═══ Data in this exercise ═══

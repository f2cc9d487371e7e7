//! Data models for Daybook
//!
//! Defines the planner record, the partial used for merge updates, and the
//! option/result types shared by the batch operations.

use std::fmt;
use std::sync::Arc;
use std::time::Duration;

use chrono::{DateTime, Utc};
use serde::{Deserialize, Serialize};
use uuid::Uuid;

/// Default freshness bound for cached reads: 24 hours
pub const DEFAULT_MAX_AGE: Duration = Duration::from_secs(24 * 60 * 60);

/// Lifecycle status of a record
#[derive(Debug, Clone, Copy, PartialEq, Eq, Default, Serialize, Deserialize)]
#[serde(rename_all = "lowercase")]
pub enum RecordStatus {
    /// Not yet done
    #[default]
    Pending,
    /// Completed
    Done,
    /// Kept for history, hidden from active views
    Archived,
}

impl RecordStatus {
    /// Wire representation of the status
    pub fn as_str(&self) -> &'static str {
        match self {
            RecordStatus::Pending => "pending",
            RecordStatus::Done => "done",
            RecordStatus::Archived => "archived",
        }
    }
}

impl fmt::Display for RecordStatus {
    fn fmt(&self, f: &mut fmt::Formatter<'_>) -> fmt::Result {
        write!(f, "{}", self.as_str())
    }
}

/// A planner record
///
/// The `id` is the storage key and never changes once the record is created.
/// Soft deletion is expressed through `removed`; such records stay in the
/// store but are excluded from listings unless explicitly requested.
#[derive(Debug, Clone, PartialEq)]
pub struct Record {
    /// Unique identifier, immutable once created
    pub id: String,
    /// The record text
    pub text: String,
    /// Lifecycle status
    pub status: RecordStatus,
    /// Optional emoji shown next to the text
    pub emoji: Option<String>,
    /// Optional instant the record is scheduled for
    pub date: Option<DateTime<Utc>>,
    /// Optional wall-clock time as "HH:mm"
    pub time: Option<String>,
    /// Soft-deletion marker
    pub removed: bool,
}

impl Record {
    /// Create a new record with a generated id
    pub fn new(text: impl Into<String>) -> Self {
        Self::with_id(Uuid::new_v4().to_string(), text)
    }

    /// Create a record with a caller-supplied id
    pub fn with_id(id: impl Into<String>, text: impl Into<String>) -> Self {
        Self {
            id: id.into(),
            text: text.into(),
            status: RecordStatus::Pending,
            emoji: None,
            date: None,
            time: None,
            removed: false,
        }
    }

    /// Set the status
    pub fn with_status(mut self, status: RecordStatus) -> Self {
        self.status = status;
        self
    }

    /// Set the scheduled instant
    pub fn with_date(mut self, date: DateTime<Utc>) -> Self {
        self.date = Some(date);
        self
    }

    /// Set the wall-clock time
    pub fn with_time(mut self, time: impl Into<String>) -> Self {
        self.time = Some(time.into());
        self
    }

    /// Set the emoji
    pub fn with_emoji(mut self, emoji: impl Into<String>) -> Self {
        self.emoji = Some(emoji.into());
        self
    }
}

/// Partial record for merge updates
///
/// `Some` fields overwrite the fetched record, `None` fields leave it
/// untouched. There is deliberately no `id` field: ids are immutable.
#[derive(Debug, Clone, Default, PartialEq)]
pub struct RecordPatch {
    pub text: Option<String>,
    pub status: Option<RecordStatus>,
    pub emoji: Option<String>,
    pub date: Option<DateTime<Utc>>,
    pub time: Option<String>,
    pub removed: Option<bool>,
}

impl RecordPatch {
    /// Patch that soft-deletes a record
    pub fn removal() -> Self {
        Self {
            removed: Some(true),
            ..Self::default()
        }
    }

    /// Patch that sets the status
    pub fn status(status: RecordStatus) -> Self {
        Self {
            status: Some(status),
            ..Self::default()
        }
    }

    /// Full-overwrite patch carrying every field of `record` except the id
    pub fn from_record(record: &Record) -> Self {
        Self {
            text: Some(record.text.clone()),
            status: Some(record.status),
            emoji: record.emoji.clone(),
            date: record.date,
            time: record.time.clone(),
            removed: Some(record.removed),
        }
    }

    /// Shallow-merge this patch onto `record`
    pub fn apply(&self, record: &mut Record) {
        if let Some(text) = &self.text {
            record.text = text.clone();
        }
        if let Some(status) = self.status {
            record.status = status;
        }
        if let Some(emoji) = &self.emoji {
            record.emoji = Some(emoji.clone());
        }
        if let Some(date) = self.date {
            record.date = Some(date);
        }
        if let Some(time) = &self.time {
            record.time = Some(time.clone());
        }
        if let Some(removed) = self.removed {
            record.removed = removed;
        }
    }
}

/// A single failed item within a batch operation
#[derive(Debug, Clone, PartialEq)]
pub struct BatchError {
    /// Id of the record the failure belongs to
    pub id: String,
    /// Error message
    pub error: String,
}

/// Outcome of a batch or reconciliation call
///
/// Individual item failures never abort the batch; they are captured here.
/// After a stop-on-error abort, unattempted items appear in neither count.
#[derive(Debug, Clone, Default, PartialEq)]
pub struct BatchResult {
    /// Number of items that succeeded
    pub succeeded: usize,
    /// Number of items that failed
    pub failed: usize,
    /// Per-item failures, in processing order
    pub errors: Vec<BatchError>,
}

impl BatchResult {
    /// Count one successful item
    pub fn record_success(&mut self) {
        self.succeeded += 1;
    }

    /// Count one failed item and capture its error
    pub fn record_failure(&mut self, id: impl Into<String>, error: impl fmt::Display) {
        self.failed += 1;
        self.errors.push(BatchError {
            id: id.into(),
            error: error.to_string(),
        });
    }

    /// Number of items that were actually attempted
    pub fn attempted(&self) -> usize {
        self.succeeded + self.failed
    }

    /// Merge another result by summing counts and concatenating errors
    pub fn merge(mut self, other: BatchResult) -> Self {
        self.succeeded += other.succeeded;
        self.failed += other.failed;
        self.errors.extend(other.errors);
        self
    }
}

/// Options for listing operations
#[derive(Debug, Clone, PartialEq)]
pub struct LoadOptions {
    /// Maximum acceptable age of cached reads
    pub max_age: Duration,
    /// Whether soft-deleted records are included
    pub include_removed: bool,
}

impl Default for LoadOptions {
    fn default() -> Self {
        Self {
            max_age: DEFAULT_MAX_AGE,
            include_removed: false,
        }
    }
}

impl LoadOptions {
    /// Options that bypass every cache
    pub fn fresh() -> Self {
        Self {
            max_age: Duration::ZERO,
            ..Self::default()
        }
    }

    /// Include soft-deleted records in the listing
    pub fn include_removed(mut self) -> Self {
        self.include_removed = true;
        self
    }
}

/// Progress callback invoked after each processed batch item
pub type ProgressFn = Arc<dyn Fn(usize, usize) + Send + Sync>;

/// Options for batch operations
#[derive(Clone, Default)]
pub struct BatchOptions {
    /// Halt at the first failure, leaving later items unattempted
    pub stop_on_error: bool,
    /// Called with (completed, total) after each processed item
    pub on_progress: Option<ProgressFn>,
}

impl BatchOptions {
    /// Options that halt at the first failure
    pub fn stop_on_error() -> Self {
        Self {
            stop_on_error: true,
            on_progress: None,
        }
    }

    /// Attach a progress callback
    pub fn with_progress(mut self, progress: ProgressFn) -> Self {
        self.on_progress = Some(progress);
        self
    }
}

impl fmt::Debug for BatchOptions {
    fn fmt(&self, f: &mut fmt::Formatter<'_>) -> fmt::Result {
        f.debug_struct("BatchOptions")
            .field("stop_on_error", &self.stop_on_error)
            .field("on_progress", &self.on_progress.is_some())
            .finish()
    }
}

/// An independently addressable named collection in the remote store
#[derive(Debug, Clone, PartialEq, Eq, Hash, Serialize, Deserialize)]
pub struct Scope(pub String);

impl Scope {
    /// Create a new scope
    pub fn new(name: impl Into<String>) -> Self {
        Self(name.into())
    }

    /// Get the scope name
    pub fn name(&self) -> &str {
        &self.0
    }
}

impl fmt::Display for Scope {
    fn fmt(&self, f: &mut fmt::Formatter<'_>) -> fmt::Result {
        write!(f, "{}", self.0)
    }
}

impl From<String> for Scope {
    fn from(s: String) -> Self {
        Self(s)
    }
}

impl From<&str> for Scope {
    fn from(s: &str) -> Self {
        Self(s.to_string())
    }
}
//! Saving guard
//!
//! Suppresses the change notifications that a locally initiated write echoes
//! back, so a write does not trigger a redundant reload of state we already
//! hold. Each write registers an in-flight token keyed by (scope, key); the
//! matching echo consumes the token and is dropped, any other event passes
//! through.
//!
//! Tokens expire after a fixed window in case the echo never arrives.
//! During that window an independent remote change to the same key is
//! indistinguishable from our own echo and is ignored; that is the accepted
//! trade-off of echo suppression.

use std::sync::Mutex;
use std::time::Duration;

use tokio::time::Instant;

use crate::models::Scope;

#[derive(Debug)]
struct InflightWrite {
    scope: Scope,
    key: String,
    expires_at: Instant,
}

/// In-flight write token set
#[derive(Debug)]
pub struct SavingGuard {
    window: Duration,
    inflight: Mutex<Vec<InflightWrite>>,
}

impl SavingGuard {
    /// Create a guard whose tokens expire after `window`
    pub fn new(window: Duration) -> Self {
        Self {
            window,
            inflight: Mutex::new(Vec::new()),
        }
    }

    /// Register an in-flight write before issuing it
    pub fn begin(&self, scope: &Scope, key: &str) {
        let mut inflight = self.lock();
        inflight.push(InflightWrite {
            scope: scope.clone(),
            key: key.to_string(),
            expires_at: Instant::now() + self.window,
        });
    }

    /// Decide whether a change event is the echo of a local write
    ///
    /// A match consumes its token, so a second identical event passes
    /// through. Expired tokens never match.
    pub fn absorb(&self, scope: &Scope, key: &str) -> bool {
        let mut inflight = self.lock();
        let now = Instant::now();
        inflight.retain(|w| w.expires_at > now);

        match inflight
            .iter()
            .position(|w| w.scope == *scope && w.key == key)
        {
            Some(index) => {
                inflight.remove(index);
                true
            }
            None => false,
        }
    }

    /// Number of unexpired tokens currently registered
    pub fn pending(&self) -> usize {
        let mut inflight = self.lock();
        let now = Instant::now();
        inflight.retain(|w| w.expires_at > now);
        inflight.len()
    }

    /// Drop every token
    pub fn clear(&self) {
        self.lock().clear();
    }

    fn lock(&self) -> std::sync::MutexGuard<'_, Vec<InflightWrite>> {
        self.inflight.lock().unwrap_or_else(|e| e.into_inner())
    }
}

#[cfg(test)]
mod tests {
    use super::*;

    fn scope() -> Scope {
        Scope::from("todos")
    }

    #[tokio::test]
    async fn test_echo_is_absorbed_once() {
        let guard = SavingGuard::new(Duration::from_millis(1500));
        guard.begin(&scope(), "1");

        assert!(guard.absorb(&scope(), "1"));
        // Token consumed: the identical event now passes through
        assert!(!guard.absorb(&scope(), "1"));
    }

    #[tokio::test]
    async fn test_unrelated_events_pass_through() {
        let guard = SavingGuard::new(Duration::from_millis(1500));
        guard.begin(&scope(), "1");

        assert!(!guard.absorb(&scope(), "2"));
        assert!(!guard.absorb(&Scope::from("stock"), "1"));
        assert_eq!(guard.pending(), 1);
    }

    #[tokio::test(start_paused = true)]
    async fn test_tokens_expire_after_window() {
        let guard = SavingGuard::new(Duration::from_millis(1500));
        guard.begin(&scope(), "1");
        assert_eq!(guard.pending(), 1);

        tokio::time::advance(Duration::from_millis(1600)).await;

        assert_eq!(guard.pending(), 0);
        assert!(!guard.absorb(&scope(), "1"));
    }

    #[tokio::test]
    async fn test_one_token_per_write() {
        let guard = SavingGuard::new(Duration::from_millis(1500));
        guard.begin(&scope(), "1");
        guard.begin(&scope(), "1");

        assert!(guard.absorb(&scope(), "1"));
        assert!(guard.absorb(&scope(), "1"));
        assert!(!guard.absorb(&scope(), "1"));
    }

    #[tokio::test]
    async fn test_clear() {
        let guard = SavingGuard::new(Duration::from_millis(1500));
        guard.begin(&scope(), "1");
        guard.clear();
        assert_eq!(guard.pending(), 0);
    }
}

═══
═══ Data in this exercise ═══

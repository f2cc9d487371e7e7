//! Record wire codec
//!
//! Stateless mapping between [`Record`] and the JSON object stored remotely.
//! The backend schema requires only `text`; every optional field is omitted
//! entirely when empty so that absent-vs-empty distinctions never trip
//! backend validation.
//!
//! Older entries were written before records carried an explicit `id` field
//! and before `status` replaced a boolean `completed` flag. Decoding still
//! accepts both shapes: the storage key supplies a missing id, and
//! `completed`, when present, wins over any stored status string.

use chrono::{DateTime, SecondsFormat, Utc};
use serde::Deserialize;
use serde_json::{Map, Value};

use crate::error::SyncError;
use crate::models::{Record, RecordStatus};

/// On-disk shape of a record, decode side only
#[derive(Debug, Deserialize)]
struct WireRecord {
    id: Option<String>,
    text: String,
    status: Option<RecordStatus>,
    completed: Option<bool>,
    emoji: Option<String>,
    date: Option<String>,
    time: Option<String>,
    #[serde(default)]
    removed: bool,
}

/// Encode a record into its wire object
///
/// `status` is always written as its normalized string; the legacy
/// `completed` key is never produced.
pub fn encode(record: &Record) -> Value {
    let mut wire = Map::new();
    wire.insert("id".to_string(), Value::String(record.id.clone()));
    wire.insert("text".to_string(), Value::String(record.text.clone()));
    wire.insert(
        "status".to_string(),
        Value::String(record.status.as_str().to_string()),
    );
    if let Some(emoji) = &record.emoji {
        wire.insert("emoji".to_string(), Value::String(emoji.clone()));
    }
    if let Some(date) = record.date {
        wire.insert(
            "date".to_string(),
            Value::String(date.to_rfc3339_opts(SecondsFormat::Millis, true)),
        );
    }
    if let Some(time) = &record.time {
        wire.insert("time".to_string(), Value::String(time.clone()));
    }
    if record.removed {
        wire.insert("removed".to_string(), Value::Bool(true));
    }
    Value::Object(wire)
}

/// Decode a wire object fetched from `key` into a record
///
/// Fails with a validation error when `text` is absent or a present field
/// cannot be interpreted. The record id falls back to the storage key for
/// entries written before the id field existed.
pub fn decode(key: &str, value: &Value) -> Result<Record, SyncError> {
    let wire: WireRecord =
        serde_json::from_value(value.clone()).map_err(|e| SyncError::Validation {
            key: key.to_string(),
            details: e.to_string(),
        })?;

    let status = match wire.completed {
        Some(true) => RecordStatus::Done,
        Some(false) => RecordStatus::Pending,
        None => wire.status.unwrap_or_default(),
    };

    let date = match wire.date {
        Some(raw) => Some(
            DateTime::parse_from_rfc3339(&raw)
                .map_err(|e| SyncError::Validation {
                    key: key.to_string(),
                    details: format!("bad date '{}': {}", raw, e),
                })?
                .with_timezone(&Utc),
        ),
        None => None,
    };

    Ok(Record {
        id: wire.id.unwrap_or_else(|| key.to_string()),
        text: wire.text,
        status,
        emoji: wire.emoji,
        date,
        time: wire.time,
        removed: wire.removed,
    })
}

═══

If a line in the entries contains the word "storage", copy that line out.

/// The `id` is the storage key and never changes once the record is created.
//! accepts both shapes: the storage key supplies a missing id, and
/// cannot be interpreted. The record id falls back to the storage key for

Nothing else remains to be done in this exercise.